Biden had already faced calls to support changes to filibuster rules for issues like voting rights but has stopped short of supporting getting rid of the filibuster altogether. In 2018, Democrats successfully used the filibuster to prevent a law banning abortion after 20 weeks when Republicans controlled the House, Senate and White House — a reminder of how changes to the rules could haunt them down the road if the GOP returns to the majority.
Since taking office, Biden has taken some steps to reverse restrictive abortion rules from the Trump era, including the “Mexico City Policy” banning US funding of international organizations that perform abortions. He also tasked the Department of Health and Human Services to replace a Trump-era rule barring certain federally funded health care providers from referring patients for abortions, a step long demanded by abortion rights groups.
Yet the issue has been far from a driving agenda item for his administration. As a senator, Biden had been among the more moderate Democrats on abortion, including supporting the Hyde Amendment that banned federal abortion funding.
In 2019, as he was vying for the Democratic presidential nomination, Biden said he’d changed his mind, even as he declared he made “no apologies for my last position.” Instead, he said he’d reversed his position because largely Republican-led states had enacted strict new abortion laws.
Biden, a Catholic, has also faced criticism from conservative US bishops, who earlier this year sought to enact rules that would deny communion to public figures who support abortion rights.
Biden has shrugged off those attempts, calling it a “private matter” that he did not think would gain traction.
Now, as the issue returns to the fore with Texas’s new law, Biden is facing renewed calls to endorse an expansion of the Supreme Court after it allowed Texas’s restrictive new abortion law to take effect. Biden as a candidate punted on the question, and instead established a commission of experts to weigh that and other ideas for reforming the Supreme Court.

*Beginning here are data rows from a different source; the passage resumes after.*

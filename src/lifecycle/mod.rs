//! Lifecycle management subsystem.
//!
//! # Data Flow
//! ```text
//! Signals (signals.rs):
//!     SIGTERM/SIGINT → Shutdown::trigger
//!
//! Shutdown (shutdown.rs):
//!     trigger → server stops accepting → in-flight requests drain → exit
//! ```
//!
//! # Design Decisions
//! - One broadcast coordinator, any number of subscribers
//! - Draining has a deadline (`timeouts.shutdown_secs`), then the server is dropped

pub mod shutdown;
pub mod signals;

pub use shutdown::Shutdown;
pub use signals::wait_for_signal;
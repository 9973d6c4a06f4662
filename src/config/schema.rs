//! Configuration schema definitions.
//!
//! This module defines the complete configuration structure for the service.
//! All types derive Serde traits for deserialization from config files.

use serde::{Deserialize, Serialize};

/// Root configuration for the todo service.
#[derive(Debug, Clone, Deserialize, Serialize, Default)]
#[serde(default)]
pub struct AppConfig {
    /// Listener configuration (bind address).
    pub listener: ListenerConfig,

    /// Timeout configuration.
    pub timeouts: TimeoutConfig,

    /// Todo storage backend.
    pub storage: StorageConfig,

    /// Static file serving.
    pub static_files: StaticFilesConfig,

    /// Observability settings.
    pub observability: ObservabilityConfig,
}

/// Listener configuration.
#[derive(Debug, Clone, Deserialize, Serialize)]
#[serde(default)]
pub struct ListenerConfig {
    /// Bind address (e.g., "0.0.0.0:8080").
    pub bind_address: String,
}

impl Default for ListenerConfig {
    fn default() -> Self {
        Self {
            bind_address: "0.0.0.0:8080".to_string(),
        }
    }
}

/// Timeout configuration.
#[derive(Debug, Clone, Deserialize, Serialize)]
#[serde(default)]
pub struct TimeoutConfig {
    /// Total time allowed for one request/response in seconds.
    pub request_secs: u64,

    /// Time allowed for in-flight requests to drain on shutdown, in seconds.
    pub shutdown_secs: u64,

    /// Deadline for the storage ping behind `/readyz`, in milliseconds.
    pub ready_probe_ms: u64,
}

impl Default for TimeoutConfig {
    fn default() -> Self {
        Self {
            request_secs: 15,
            shutdown_secs: 5,
            ready_probe_ms: 1000,
        }
    }
}

/// Which repository implementation backs the todo API.
#[derive(Debug, Clone, Copy, PartialEq, Eq, Deserialize, Serialize, Default)]
#[serde(rename_all = "lowercase")]
pub enum StorageKind {
    #[default]
    Memory,
    Postgres,
}

impl std::str::FromStr for StorageKind {
    type Err = String;

    fn from_str(s: &str) -> Result<Self, Self::Err> {
        match s.trim().to_ascii_lowercase().as_str() {
            "memory" => Ok(StorageKind::Memory),
            "postgres" => Ok(StorageKind::Postgres),
            other => Err(format!("unknown storage kind '{other}'")),
        }
    }
}

/// Storage configuration.
#[derive(Debug, Clone, Deserialize, Serialize)]
#[serde(default)]
pub struct StorageConfig {
    /// Backend selection.
    pub kind: StorageKind,

    /// Postgres connection URL (required when `kind = "postgres"`).
    pub database_url: Option<String>,

    /// Maximum pooled database connections.
    pub max_connections: u32,
}

impl Default for StorageConfig {
    fn default() -> Self {
        Self {
            kind: StorageKind::Memory,
            database_url: None,
            max_connections: 5,
        }
    }
}

/// Static file configuration.
#[derive(Debug, Clone, Deserialize, Serialize)]
#[serde(default)]
pub struct StaticFilesConfig {
    /// Directory served under `/static/`.
    pub dir: String,

    /// File inside `dir` served at `/ui`.
    pub ui_file: String,
}

impl Default for StaticFilesConfig {
    fn default() -> Self {
        Self {
            dir: "static".to_string(),
            ui_file: "form.html".to_string(),
        }
    }
}

/// Log output format.
#[derive(Debug, Clone, Copy, PartialEq, Eq, Deserialize, Serialize, Default)]
#[serde(rename_all = "lowercase")]
pub enum LogFormat {
    #[default]
    Pretty,
    Json,
}

/// Observability configuration.
#[derive(Debug, Clone, Deserialize, Serialize)]
#[serde(default)]
pub struct ObservabilityConfig {
    /// Log level (trace, debug, info, warn, error).
    pub log_level: String,

    /// Log output format.
    pub log_format: LogFormat,

    /// Enable the Prometheus metrics endpoint.
    pub metrics_enabled: bool,

    /// Metrics endpoint bind address.
    pub metrics_address: String,
}

impl Default for ObservabilityConfig {
    fn default() -> Self {
        Self {
            log_level: "info".to_string(),
            log_format: LogFormat::Pretty,
            metrics_enabled: false,
            metrics_address: "0.0.0.0:9090".to_string(),
        }
    }
}

#[cfg(test)]
mod tests {
    use super::*;

    #[test]
    fn test_empty_document_uses_defaults() {
        let config: AppConfig = toml::from_str("").unwrap();
        assert_eq!(config.listener.bind_address, "0.0.0.0:8080");
        assert_eq!(config.storage.kind, StorageKind::Memory);
        assert_eq!(config.static_files.ui_file, "form.html");
        assert_eq!(config.observability.log_format, LogFormat::Pretty);
    }

    #[test]
    fn test_partial_sections() {
        let config: AppConfig = toml::from_str(
            r#"
            [storage]
            kind = "postgres"
            database_url = "postgres://todo@localhost/todo"

            [observability]
            log_format = "json"
            "#,
        )
        .unwrap();
        assert_eq!(config.storage.kind, StorageKind::Postgres);
        assert_eq!(config.storage.max_connections, 5);
        assert_eq!(config.observability.log_format, LogFormat::Json);
        assert_eq!(config.observability.log_level, "info");
    }

    #[test]
    fn test_example_file_parses() {
        let config: AppConfig = toml::from_str(include_str!("../../config.example.toml")).unwrap();
        assert_eq!(config.timeouts.ready_probe_ms, 1000);
        assert_eq!(config.static_files.dir, "static");
    }

    #[test]
    fn test_storage_kind_from_str() {
        assert_eq!("Postgres".parse::<StorageKind>(), Ok(StorageKind::Postgres));
        assert_eq!(" memory ".parse::<StorageKind>(), Ok(StorageKind::Memory));
        assert!("redis".parse::<StorageKind>().is_err());
    }
}
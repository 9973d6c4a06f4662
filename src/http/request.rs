//! Request identification.
//!
//! # Responsibilities
//! - Generate a UUID v4 request id for requests that arrive without one
//! - Echo the id back on the response
//! - Resolve the client address for access logs
//!
//! # Design Decisions
//! - Request ID added as early as possible (outermost layers) for tracing
//! - An id supplied by an upstream proxy is kept as is

use std::net::SocketAddr;

use axum::extract::ConnectInfo;
use axum::http::{HeaderValue, Request};
use tower_http::request_id::{
    MakeRequestId, PropagateRequestIdLayer, RequestId, SetRequestIdLayer,
};
use uuid::Uuid;

pub const X_REQUEST_ID: &str = "x-request-id";

/// Generates request ids from random UUIDs.
#[derive(Debug, Clone, Copy, Default)]
pub struct UuidRequestId;

impl MakeRequestId for UuidRequestId {
    fn make_request_id<B>(&mut self, _request: &Request<B>) -> Option<RequestId> {
        HeaderValue::from_str(&Uuid::new_v4().to_string())
            .ok()
            .map(RequestId::new)
    }
}

/// Layer that stamps `x-request-id` on incoming requests.
pub fn set_request_id_layer() -> SetRequestIdLayer<UuidRequestId> {
    SetRequestIdLayer::x_request_id(UuidRequestId)
}

/// Layer that copies `x-request-id` from the request onto the response.
pub fn propagate_request_id_layer() -> PropagateRequestIdLayer {
    PropagateRequestIdLayer::x_request_id()
}

/// Accessors for request metadata used by logging.
pub trait RequestIdExt {
    /// The request id header, if set.
    fn request_id(&self) -> Option<&str>;

    /// First `X-Forwarded-For` entry, else the peer address, else `-`.
    fn client_ip(&self) -> String;
}

impl<B> RequestIdExt for Request<B> {
    fn request_id(&self) -> Option<&str> {
        self.headers()
            .get(X_REQUEST_ID)
            .and_then(|v| v.to_str().ok())
    }

    fn client_ip(&self) -> String {
        let forwarded = self
            .headers()
            .get("x-forwarded-for")
            .and_then(|v| v.to_str().ok())
            .and_then(|v| v.split(',').next())
            .map(str::trim)
            .filter(|v| !v.is_empty());
        if let Some(ip) = forwarded {
            return ip.to_string();
        }

        self.extensions()
            .get::<ConnectInfo<SocketAddr>>()
            .map(|ConnectInfo(addr)| addr.ip().to_string())
            .unwrap_or_else(|| "-".to_string())
    }
}
//! Configuration validation.
//!
//! # Responsibilities
//! - Semantic validation (serde handles syntactic)
//! - Validate value ranges (timeouts > 0, addresses parse)
//! - Check that the selected storage backend is fully configured
//!
//! # Design Decisions
//! - Returns all validation errors, not just first
//! - Validation is pure function: AppConfig → Result<(), Vec<ValidationError>>
//! - Runs before config is accepted into the system

use std::net::SocketAddr;

use thiserror::Error;

use crate::config::schema::{AppConfig, StorageKind};

/// A single semantic problem in the configuration.
#[derive(Debug, Clone, PartialEq, Eq, Error)]
pub enum ValidationError {
    #[error("listener.bind_address must not be empty")]
    EmptyBindAddress,

    #[error("timeouts.{0} must be greater than zero")]
    ZeroTimeout(&'static str),

    #[error("storage.database_url is required when storage.kind is postgres")]
    MissingDatabaseUrl,

    #[error("storage.max_connections must be greater than zero")]
    ZeroPoolSize,

    #[error("observability.metrics_address '{0}' is not a socket address")]
    InvalidMetricsAddress(String),
}

/// Check `config` and collect every problem found.
pub fn validate_config(config: &AppConfig) -> Result<(), Vec<ValidationError>> {
    let mut errors = Vec::new();

    if config.listener.bind_address.trim().is_empty() {
        errors.push(ValidationError::EmptyBindAddress);
    }

    let timeouts = [
        ("request_secs", config.timeouts.request_secs),
        ("shutdown_secs", config.timeouts.shutdown_secs),
        ("ready_probe_ms", config.timeouts.ready_probe_ms),
    ];
    for (name, value) in timeouts {
        if value == 0 {
            errors.push(ValidationError::ZeroTimeout(name));
        }
    }

    if config.storage.kind == StorageKind::Postgres {
        let has_url = config
            .storage
            .database_url
            .as_deref()
            .is_some_and(|url| !url.trim().is_empty());
        if !has_url {
            errors.push(ValidationError::MissingDatabaseUrl);
        }
        if config.storage.max_connections == 0 {
            errors.push(ValidationError::ZeroPoolSize);
        }
    }

    if config.observability.metrics_enabled
        && config
            .observability
            .metrics_address
            .parse::<SocketAddr>()
            .is_err()
    {
        errors.push(ValidationError::InvalidMetricsAddress(
            config.observability.metrics_address.clone(),
        ));
    }

    if errors.is_empty() {
        Ok(())
    } else {
        Err(errors)
    }
}

#[cfg(test)]
mod tests {
    use super::*;

    #[test]
    fn test_defaults_are_valid() {
        assert_eq!(validate_config(&AppConfig::default()), Ok(()));
    }

    #[test]
    fn test_collects_all_errors() {
        let mut config = AppConfig::default();
        config.listener.bind_address = "  ".into();
        config.timeouts.request_secs = 0;
        config.timeouts.ready_probe_ms = 0;
        config.storage.kind = StorageKind::Postgres;

        let errors = validate_config(&config).unwrap_err();
        assert_eq!(
            errors,
            vec![
                ValidationError::EmptyBindAddress,
                ValidationError::ZeroTimeout("request_secs"),
                ValidationError::ZeroTimeout("ready_probe_ms"),
                ValidationError::MissingDatabaseUrl,
            ]
        );
    }

    #[test]
    fn test_postgres_with_url_is_valid() {
        let mut config = AppConfig::default();
        config.storage.kind = StorageKind::Postgres;
        config.storage.database_url = Some("postgres://localhost/todo".into());
        assert_eq!(validate_config(&config), Ok(()));
    }

    #[test]
    fn test_metrics_address_checked_only_when_enabled() {
        let mut config = AppConfig::default();
        config.observability.metrics_address = "nope".into();
        assert_eq!(validate_config(&config), Ok(()));

        config.observability.metrics_enabled = true;
        assert_eq!(
            validate_config(&config),
            Err(vec![ValidationError::InvalidMetricsAddress("nope".into())])
        );
    }
}
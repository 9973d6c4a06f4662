//! HTTP handlers for the todo resource.
//!
//! # Routes (relative to the group they are registered in)
//! - `POST ""` create
//! - `GET ":id"` fetch
//! - `DELETE ":id"` remove

use std::sync::Arc;

use axum::body::Body;
use axum::http::{header, Request, StatusCode};
use axum::Json;

use crate::http::response::ApiError;
use crate::routing::{Router, ScopeExt};
use crate::todo::model::{CreateTodoRequest, NewTodo, TodoDto};
use crate::todo::store::{Repository, StoreError};
use crate::todo::validation::validate_title;

/// Largest accepted request body (1 MiB).
pub const MAX_BODY_BYTES: usize = 1 << 20;

/// Todo handlers over a shared repository.
#[derive(Clone)]
pub struct TodoHandler {
    repo: Arc<dyn Repository>,
}

impl TodoHandler {
    pub fn new(repo: Arc<dyn Repository>) -> Self {
        Self { repo }
    }

    /// Register create/fetch/remove on `todos`.
    pub fn register(self: Arc<Self>, todos: &mut Router) {
        let h = self.clone();
        todos.post("", move |req: Request<Body>| {
            let h = h.clone();
            async move { h.create(req).await }
        });

        let h = self.clone();
        todos.get(":id", move |req: Request<Body>| {
            let h = h.clone();
            async move { h.get_by_id(req).await }
        });

        let h = self;
        todos.delete(":id", move |req: Request<Body>| {
            let h = h.clone();
            async move { h.remove_by_id(req).await }
        });
    }

    pub async fn create(
        &self,
        req: Request<Body>,
    ) -> Result<(StatusCode, Json<TodoDto>), ApiError> {
        if !is_json(&req) {
            return Err(ApiError::new(
                StatusCode::UNSUPPORTED_MEDIA_TYPE,
                "unsupported_media_type",
                "expect application/json",
            ));
        }

        let bytes = axum::body::to_bytes(req.into_body(), MAX_BODY_BYTES)
            .await
            .map_err(|_| {
                ApiError::new(
                    StatusCode::PAYLOAD_TOO_LARGE,
                    "payload_too_large",
                    "request body exceeds 1 MiB",
                )
            })?;

        let input: CreateTodoRequest = serde_json::from_slice(&bytes).map_err(|_| {
            ApiError::new(StatusCode::BAD_REQUEST, "invalid_json", "unable to process json")
        })?;

        let title = validate_title(&input.title).map_err(|e| {
            ApiError::new(StatusCode::UNPROCESSABLE_ENTITY, "invalid_content", e.to_string())
        })?;

        let todo = self
            .repo
            .create(NewTodo {
                title,
                description: input.description,
                status: None,
            })
            .await
            .map_err(store_error)?;

        tracing::debug!(id = todo.id, "Todo created");
        Ok((StatusCode::CREATED, Json(TodoDto::from(todo))))
    }

    pub async fn get_by_id(&self, req: Request<Body>) -> Result<Json<TodoDto>, ApiError> {
        let id = todo_id(&req)?;
        let todo = self.repo.get(id).await.map_err(store_error)?;
        Ok(Json(TodoDto::from(todo)))
    }

    pub async fn remove_by_id(&self, req: Request<Body>) -> Result<StatusCode, ApiError> {
        let id = todo_id(&req)?;
        self.repo.remove(id).await.map_err(store_error)?;
        tracing::debug!(id, "Todo removed");
        Ok(StatusCode::NO_CONTENT)
    }
}

/// Plain-text landing page.
pub async fn welcome(_req: Request<Body>) -> &'static str {
    "Welcome to my website"
}

/// `Content-Type: application/json`, parameters allowed.
fn is_json(req: &Request<Body>) -> bool {
    req.headers()
        .get(header::CONTENT_TYPE)
        .and_then(|v| v.to_str().ok())
        .and_then(|v| v.split(';').next())
        .is_some_and(|mime| mime.trim().eq_ignore_ascii_case("application/json"))
}

/// Positive integer `id` from the route scope.
fn todo_id(req: &Request<Body>) -> Result<i64, ApiError> {
    let scope = req.scope().ok_or_else(|| {
        ApiError::new(
            StatusCode::BAD_REQUEST,
            "invalid_parameters",
            "invalid request parameters",
        )
    })?;

    let raw = scope
        .param("id")
        .ok_or_else(|| ApiError::new(StatusCode::BAD_REQUEST, "invalid_id", "unable to get id"))?;

    let id: i64 = raw
        .parse()
        .map_err(|_| ApiError::new(StatusCode::BAD_REQUEST, "invalid_id", "invalid todo id"))?;

    if id <= 0 {
        return Err(ApiError::new(
            StatusCode::BAD_REQUEST,
            "invalid_id",
            "positive id required",
        ));
    }
    Ok(id)
}

fn store_error(err: StoreError) -> ApiError {
    match err {
        StoreError::NotFound => {
            ApiError::new(StatusCode::NOT_FOUND, "todo_not_found", "todo not found")
        }
        other => {
            tracing::error!(error = %other, "Storage operation failed");
            ApiError::internal("storage_error")
        }
    }
}
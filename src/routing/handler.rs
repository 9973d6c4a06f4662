//! Type-erased request handlers.

use std::future::Future;
use std::sync::Arc;

use axum::body::Body;
use axum::http::Request;
use axum::response::{IntoResponse, Response};
use futures_util::future::BoxFuture;

/// Something that turns a request into a response.
///
/// Implemented for every `Fn(Request<Body>) -> impl Future<Output = impl IntoResponse>`
/// closure or async fn that is `Send + Sync + 'static`.
pub trait Handler: Send + Sync + 'static {
    fn call(&self, req: Request<Body>) -> BoxFuture<'static, Response>;
}

/// Shared, type-erased handler as stored in the route table.
pub type BoxHandler = Arc<dyn Handler>;

impl<F, Fut, R> Handler for F
where
    F: Fn(Request<Body>) -> Fut + Send + Sync + 'static,
    Fut: Future<Output = R> + Send + 'static,
    R: IntoResponse,
{
    fn call(&self, req: Request<Body>) -> BoxFuture<'static, Response> {
        let fut = (self)(req);
        Box::pin(async move { fut.await.into_response() })
    }
}

/// Box a handler for storage in a route or a middleware chain.
pub fn boxed<H: Handler>(handler: H) -> BoxHandler {
    Arc::new(handler)
}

The panel has met three times since it was established in April — once each in May, June and July. The meetings have occurred virtually, and mostly entail the members and witnesses reading from prepared testimony. They are all available on the White House website.
More meetings are scheduled in the fall, and a report is due by November 15, which is 180 days since the panel’s first public meeting.
Officials say the report will not contain recommendations for or against expanding the court or other potential changes. Instead, it will analyze various arguments for and against Supreme Court reform. Officials say it could inform further debate among lawmakers.
Aside from court expansion, the panel has heard arguments over limiting the court’s power of judicial review; changing how the court decides which cases to hear; and debated the idea of term limits for justices.
The panel has also engaged on the so-called “shadow docket,” which allows the court to make decisions without full public arguments or briefings — a practice that has come under new scrutiny following the use of the tactic in the Texas case.
The panel, led by former White House counsel Bob Bauer, was established in April and is comprised of 36 members across an ideological spectrum. Most are professors at elite law schools.